Learning script for logistic regression classifier for document inclusion criteria
1/15/26

"""
SIMPLE LEARNING VERSION (Python)
TF-IDF + Logistic Regression screening for LexisNexis .docx exports

Expected files:
- input/nexis_export_translated.docx
- input/labels.csv     columns: article_id,label  where label is include/exclude/blank

Outputs:
- output/screened_ranked_all_articles.csv
"""

OVERVIEW + FOLDER EXPECTATIONS FOR END TO END FORMATTING
This notebook expects folder structure to look like:

fnp_project_directory/
    fnp_vscode/  (this notebook lives here)
    input/
        nexis_export_translated.docx
        input_labels.csv
    output/

This notebook will:
1. read the docx
2. split into articles using the line "LexisNexis" as an article start marker
3. read your labels in the csv
4. train a TF-IDF + logistic regression classifier on labeled rows
5. score all articles and write output to folder output/

In [3]:
#Impport libraries for paths, regex, and data. Imports python-docx to read docx files, scikit-learn to build classifier.
#If error returned that package isn't found, run pip install python-docx scikit-learn pandas numpy in terminal. However, shouldn't happen because they are all installed on venv.

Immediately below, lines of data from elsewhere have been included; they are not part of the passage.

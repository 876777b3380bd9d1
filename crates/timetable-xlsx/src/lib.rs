//! Spreadsheet output: the coverage matrix, the per-area timetable workbook
//! and a flat dump of the selected offerings.
//!
//! Every writer returns the workbook as bytes; callers decide where they go.

pub mod error;
pub mod sheet_name;

use rust_xlsxwriter::{Format, FormatAlign, FormatBorder, Workbook, Worksheet};
use timetable_core::{
  enrich::{EnrichedOffering, display_date},
  grid::{CoverageMatrix, RowKind, SheetLayout},
};
use tracing::debug;

pub use error::{Error, Result};
pub use sheet_name::SheetNames;

/// Header of the coverage sheet, before the venue columns.
pub const COVERAGE_HEADER: [&str; 3] = ["영역", "과목", "강사"];

/// Header of the offerings dump.
pub const DUMP_HEADER: [&str; 12] = [
  "연도",
  "월",
  "강사",
  "과목",
  "요일",
  "시간대",
  "학원",
  "강좌구분",
  "개강일",
  "영역",
  "자택 주소",
  "최초 강의일",
];

struct Formats {
  title:  Format,
  header: Format,
  slot:   Format,
  cell:   Format,
}

impl Formats {
  fn new() -> Self {
    Self {
      title:  Format::new().set_bold().set_font_size(13),
      header: Format::new()
        .set_bold()
        .set_align(FormatAlign::Center)
        .set_border(FormatBorder::Thin)
        .set_background_color(0xF2F2F2),
      slot:   Format::new()
        .set_bold()
        .set_align(FormatAlign::Center)
        .set_align(FormatAlign::VerticalCenter)
        .set_border(FormatBorder::Thin),
      cell:   Format::new()
        .set_text_wrap()
        .set_align(FormatAlign::Top)
        .set_border(FormatBorder::Thin),
    }
  }
}

fn write_header(sheet: &mut Worksheet, row: u32, cells: &[&str], format: &Format) -> Result<()> {
  for (col, text) in cells.iter().enumerate() {
    sheet.write_string_with_format(row, col as u16, *text, format)?;
  }
  Ok(())
}

// ─── Coverage ────────────────────────────────────────────────────────────────

/// One sheet: `영역, 과목, 강사` then one column per venue.
pub fn coverage_workbook(matrix: &CoverageMatrix) -> Result<Vec<u8>> {
  let formats = Formats::new();
  let mut workbook = Workbook::new();
  let sheet = workbook.add_worksheet();
  sheet.set_name("커버리지")?;

  let mut header: Vec<&str> = COVERAGE_HEADER.to_vec();
  header.extend(matrix.venues.iter().map(String::as_str));
  write_header(sheet, 0, &header, &formats.header)?;

  let center = Format::new().set_align(FormatAlign::Center);
  for (i, row) in matrix.rows.iter().enumerate() {
    let r = i as u32 + 1;
    sheet.write_string(r, 0, &row.area)?;
    sheet.write_string(r, 1, &row.subject)?;
    sheet.write_string(r, 2, &row.instructor)?;
    for (j, mark) in row.cells.iter().enumerate() {
      if !mark.is_empty() {
        sheet.write_string_with_format(r, (j + COVERAGE_HEADER.len()) as u16, mark, &center)?;
      }
    }
  }
  sheet.set_column_width(0, 14)?;
  sheet.set_column_width(1, 18)?;
  sheet.set_column_width(2, 12)?;
  sheet.set_freeze_panes(1, COVERAGE_HEADER.len() as u16)?;

  debug!(rows = matrix.rows.len(), venues = matrix.venues.len(), "coverage sheet written");
  Ok(workbook.save_to_buffer()?)
}

// ─── Timetable grids ─────────────────────────────────────────────────────────

/// One sheet per layout. Slot rows wrap text and take the layout's height.
pub fn grid_workbook(layouts: &[SheetLayout]) -> Result<Vec<u8>> {
  let formats = Formats::new();
  let mut workbook = Workbook::new();
  let mut names = SheetNames::new();

  for layout in layouts {
    let sheet = workbook.add_worksheet();
    sheet.set_name(names.assign(&layout.name))?;
    sheet.set_column_width(0, 8)?;
    for col in 1..=7u16 {
      sheet.set_column_width(col, 22)?;
    }

    for (i, row) in layout.rows.iter().enumerate() {
      let r = i as u32;
      match row.kind {
        RowKind::Blank => {}
        RowKind::Title => {
          if let Some(title) = row.cells.first() {
            sheet.write_string_with_format(r, 0, title, &formats.title)?;
          }
        }
        RowKind::Header => {
          let cells: Vec<&str> = row.cells.iter().map(String::as_str).collect();
          write_header(sheet, r, &cells, &formats.header)?;
        }
        RowKind::Slot => {
          for (col, text) in row.cells.iter().enumerate() {
            let format = if col == 0 { &formats.slot } else { &formats.cell };
            sheet.write_string_with_format(r, col as u16, text, format)?;
          }
        }
      }
      if let Some(height) = row.height {
        sheet.set_row_height(r, height)?;
      }
    }
  }

  debug!(sheets = layouts.len(), "grid workbook written");
  Ok(workbook.save_to_buffer()?)
}

// ─── Dump ────────────────────────────────────────────────────────────────────

/// The offerings as a flat table, one row each.
pub fn dump_workbook(offerings: &[EnrichedOffering]) -> Result<Vec<u8>> {
  let formats = Formats::new();
  let mut workbook = Workbook::new();
  let sheet = workbook.add_worksheet();
  sheet.set_name("강의 목록")?;
  write_header(sheet, 0, &DUMP_HEADER, &formats.header)?;

  let wrap = Format::new().set_text_wrap();
  for (i, e) in offerings.iter().enumerate() {
    let r = i as u32 + 1;
    let o = &e.offering;
    let start = o
      .start_date
      .map(|d| d.format("%Y-%m-%d").to_string())
      .unwrap_or_default();
    let first = display_date(e.first_offering_date);
    let cells = [
      o.year.as_str(),
      o.month.as_str(),
      o.instructor.as_str(),
      o.subject.as_str(),
      o.weekday.token(),
      o.time_slot.label(),
      o.venue.as_str(),
      o.course_type.as_str(),
      start.as_str(),
      e.area.as_str(),
      e.home_address.as_str(),
      first.as_str(),
    ];
    for (col, text) in cells.iter().enumerate() {
      if text.contains('\n') {
        sheet.write_string_with_format(r, col as u16, *text, &wrap)?;
      } else {
        sheet.write_string(r, col as u16, *text)?;
      }
    }
  }
  sheet.set_freeze_panes(1, 0)?;
  sheet.autofit();

  debug!(rows = offerings.len(), "offerings dump written");
  Ok(workbook.save_to_buffer()?)
}

#[cfg(test)]
mod tests {
  use std::io::Cursor;

  use calamine::{Data, Reader, Xlsx, open_workbook_from_rs};
  use timetable_core::{
    format::{CellTextFormatter, RenderMode},
    grid::{CoverageRow, PRESENCE_MARK, combined_sheets},
    offering::{Offering, TimeSlot, Weekday},
    reference::AreaPolicy,
  };

  use super::*;

  fn read(bytes: Vec<u8>) -> Xlsx<Cursor<Vec<u8>>> {
    open_workbook_from_rs(Cursor::new(bytes)).unwrap()
  }

  fn text(d: &Data) -> String {
    match d {
      Data::Empty => String::new(),
      other => other.to_string(),
    }
  }

  fn e(instructor: &str, subject: &str, area: &str, day: Weekday, slot: TimeSlot) -> EnrichedOffering {
    EnrichedOffering {
      offering:            Offering {
        year: "2024".into(),
        month: "3월".into(),
        instructor: instructor.into(),
        subject: subject.into(),
        weekday: day,
        time_slot: slot,
        venue: "대치\n센터".into(),
        course_type: "정규".into(),
        start_date: chrono::NaiveDate::from_ymd_opt(2024, 3, 4),
      },
      area:                area.into(),
      home_address:        "서울".into(),
      first_offering_date: chrono::NaiveDate::from_ymd_opt(2023, 9, 1),
    }
  }

  #[test]
  fn coverage_sheet_has_header_and_marks() {
    let matrix = CoverageMatrix {
      venues: vec!["대치".into(), "목동".into()],
      rows:   vec![CoverageRow {
        area:       "과학".into(),
        subject:    "물리학".into(),
        instructor: "김".into(),
        cells:      vec![String::new(), PRESENCE_MARK.into()],
      }],
    };
    let mut wb = read(coverage_workbook(&matrix).unwrap());
    let range = wb.worksheet_range("커버리지").unwrap();
    let header: Vec<String> = range.rows().next().unwrap().iter().map(text).collect();
    assert_eq!(header, vec!["영역", "과목", "강사", "대치", "목동"]);
    assert_eq!(text(range.get_value((1, 4)).unwrap()), PRESENCE_MARK);
    assert_eq!(range.get_value((1, 3)).map(text).unwrap_or_default(), "");
  }

  #[test]
  fn grid_workbook_has_one_sheet_per_area() {
    let policy = AreaPolicy::default();
    let formatter = CellTextFormatter::new(&policy, RenderMode::Spreadsheet);
    let offerings = vec![
      e("김", "물리학", "과학", Weekday::Mon, TimeSlot::Morning),
      e("이", "미적분", "수학", Weekday::Tue, TimeSlot::Evening),
      e("박", "윤리", "논술/제2외국어", Weekday::Sat, TimeSlot::Afternoon),
    ];
    let layouts = combined_sheets(&offerings, &offerings, None, &policy, &formatter, "2024 / 3월");
    let mut wb = read(grid_workbook(&layouts).unwrap());

    assert_eq!(wb.sheet_names(), vec!["수학", "과학", "논술_제2외국어"]);

    let science = wb.worksheet_range("과학").unwrap();
    assert_eq!(text(science.get_value((0, 0)).unwrap()), "김 (물리학) 2024 / 3월");
    assert_eq!(text(science.get_value((1, 1)).unwrap()), "월");
    assert_eq!(text(science.get_value((2, 0)).unwrap()), "오전");
    assert_eq!(
      text(science.get_value((2, 1)).unwrap()),
      "대치\n센터\n물리학\n(정규)"
    );
  }

  #[test]
  fn dump_lists_every_offering() {
    let offerings = vec![
      e("김", "물리학", "과학", Weekday::Mon, TimeSlot::Morning),
      e("김", "물리학", "과학", Weekday::Wed, TimeSlot::Afternoon),
    ];
    let mut wb = read(dump_workbook(&offerings).unwrap());
    let range = wb.worksheet_range("강의 목록").unwrap();
    assert_eq!(range.height(), 3);
    assert_eq!(text(range.get_value((0, 0)).unwrap()), "연도");
    assert_eq!(text(range.get_value((2, 4)).unwrap()), "수");
    assert_eq!(text(range.get_value((2, 11)).unwrap()), "2023-09-01");
  }
}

from __future__ import annotations

import re
from pathlib import Path

import numpy as np 
import pandas as pd

from docx import Document
from sklearn.model_selection import train_test_split
from sklearn.feature_extraction.text import TfidfVectorizer
from sklearn.linear_model import LogisticRegression
from sklearn.pipeline import Pipeline

In [4]:
#Path safe setup for VS Code structure
#Sets current project root (FNP_project_directory) as project directory 
#Constructs paths to input files and creates output folder if missing, prints paths so you can see what it's using, and stops early with errors if files are missing
#If you need to hardcode (not running in VS Code), can run: PROJECT_DIR = Path("/Users/ellievance/Documents/fnp_project_directory")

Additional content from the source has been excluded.